Collected data:
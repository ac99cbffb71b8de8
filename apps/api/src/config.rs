use std::time::Duration;

use anyhow::{Context, Result};

/// Application configuration loaded from environment variables.
///
/// Every provider key is optional. A provider whose key is missing is simply not
/// registered, and the pipeline falls back to its neutral defaults.
#[derive(Debug, Clone)]
pub struct Config {
    pub port: u16,
    pub rust_log: String,
    pub huggingface_api_key: Option<String>,
    pub huggingface_api_url: String,
    pub huggingface_embedding_model: String,
    pub openai_api_key: Option<String>,
    pub openai_api_url: String,
    pub openai_embedding_model: String,
    pub groq_api_key: Option<String>,
    pub groq_api_url: String,
    pub groq_model: String,
    pub gemini_api_key: Option<String>,
    pub gemini_api_url: String,
    pub gemini_model: String,
    pub embedding_timeout: Duration,
    pub feedback_timeout: Duration,
    /// Base delay between retries of a failed provider call.
    pub provider_retry_backoff: Duration,
}

impl Config {
    pub fn from_env() -> Result<Self> {
        dotenvy::dotenv().ok(); // load .env if present; ignore if missing

        Self::from_lookup(|key| std::env::var(key).ok())
    }

    /// Builds the config from an arbitrary key lookup, so parsing can be exercised
    /// without touching the process environment.
    pub fn from_lookup<F>(lookup: F) -> Result<Self>
    where
        F: Fn(&str) -> Option<String>,
    {
        let optional = |key: &str| lookup(key).filter(|v| !v.trim().is_empty());
        let or_default = |key: &str, default: &str| optional(key).unwrap_or_else(|| default.to_string());

        Ok(Config {
            port: optional("PORT")
                .unwrap_or_else(|| "8080".to_string())
                .parse::<u16>()
                .context("PORT must be a valid port number")?,
            rust_log: or_default("RUST_LOG", "info"),
            huggingface_api_key: optional("HUGGINGFACE_API_KEY"),
            huggingface_api_url: or_default(
                "HUGGINGFACE_API_URL",
                "https://router.huggingface.co/hf-inference/models",
            ),
            huggingface_embedding_model: or_default(
                "HUGGINGFACE_EMBEDDING_MODEL",
                "sentence-transformers/all-MiniLM-L6-v2",
            ),
            openai_api_key: optional("OPENAI_API_KEY"),
            openai_api_url: or_default("OPENAI_API_URL", "https://api.openai.com/v1"),
            openai_embedding_model: or_default("OPENAI_EMBEDDING_MODEL", "text-embedding-3-small"),
            groq_api_key: optional("GROQ_API_KEY"),
            groq_api_url: or_default("GROQ_API_URL", "https://api.groq.com/openai/v1"),
            groq_model: or_default("GROQ_MODEL", "llama-3.1-8b-instant"),
            gemini_api_key: optional("GEMINI_API_KEY"),
            gemini_api_url: or_default(
                "GEMINI_API_URL",
                "https://generativelanguage.googleapis.com/v1beta",
            ),
            gemini_model: or_default("GEMINI_MODEL", "gemini-2.0-flash"),
            embedding_timeout: secs(optional("EMBEDDING_TIMEOUT_SECS"), 15)
                .context("EMBEDDING_TIMEOUT_SECS must be a whole number of seconds")?,
            feedback_timeout: secs(optional("FEEDBACK_TIMEOUT_SECS"), 30)
                .context("FEEDBACK_TIMEOUT_SECS must be a whole number of seconds")?,
            provider_retry_backoff: Duration::from_millis(
                optional("PROVIDER_RETRY_BACKOFF_MS")
                    .map(|v| v.trim().parse::<u64>())
                    .transpose()
                    .context("PROVIDER_RETRY_BACKOFF_MS must be a whole number of milliseconds")?
                    .unwrap_or(1000),
            ),
        })
    }
}

fn secs(value: Option<String>, default: u64) -> Result<Duration> {
    let secs = match value {
        Some(v) => v.trim().parse::<u64>()?,
        None => default,
    };
    Ok(Duration::from_secs(secs))
}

Problem description: What is needed is every line from the data above that includes the string "Result", copied out.

Response for this exercise:
use anyhow::{Context, Result};
    pub fn from_env() -> Result<Self> {
    pub fn from_lookup<F>(lookup: F) -> Result<Self>
fn secs(value: Option<String>, default: u64) -> Result<Duration> {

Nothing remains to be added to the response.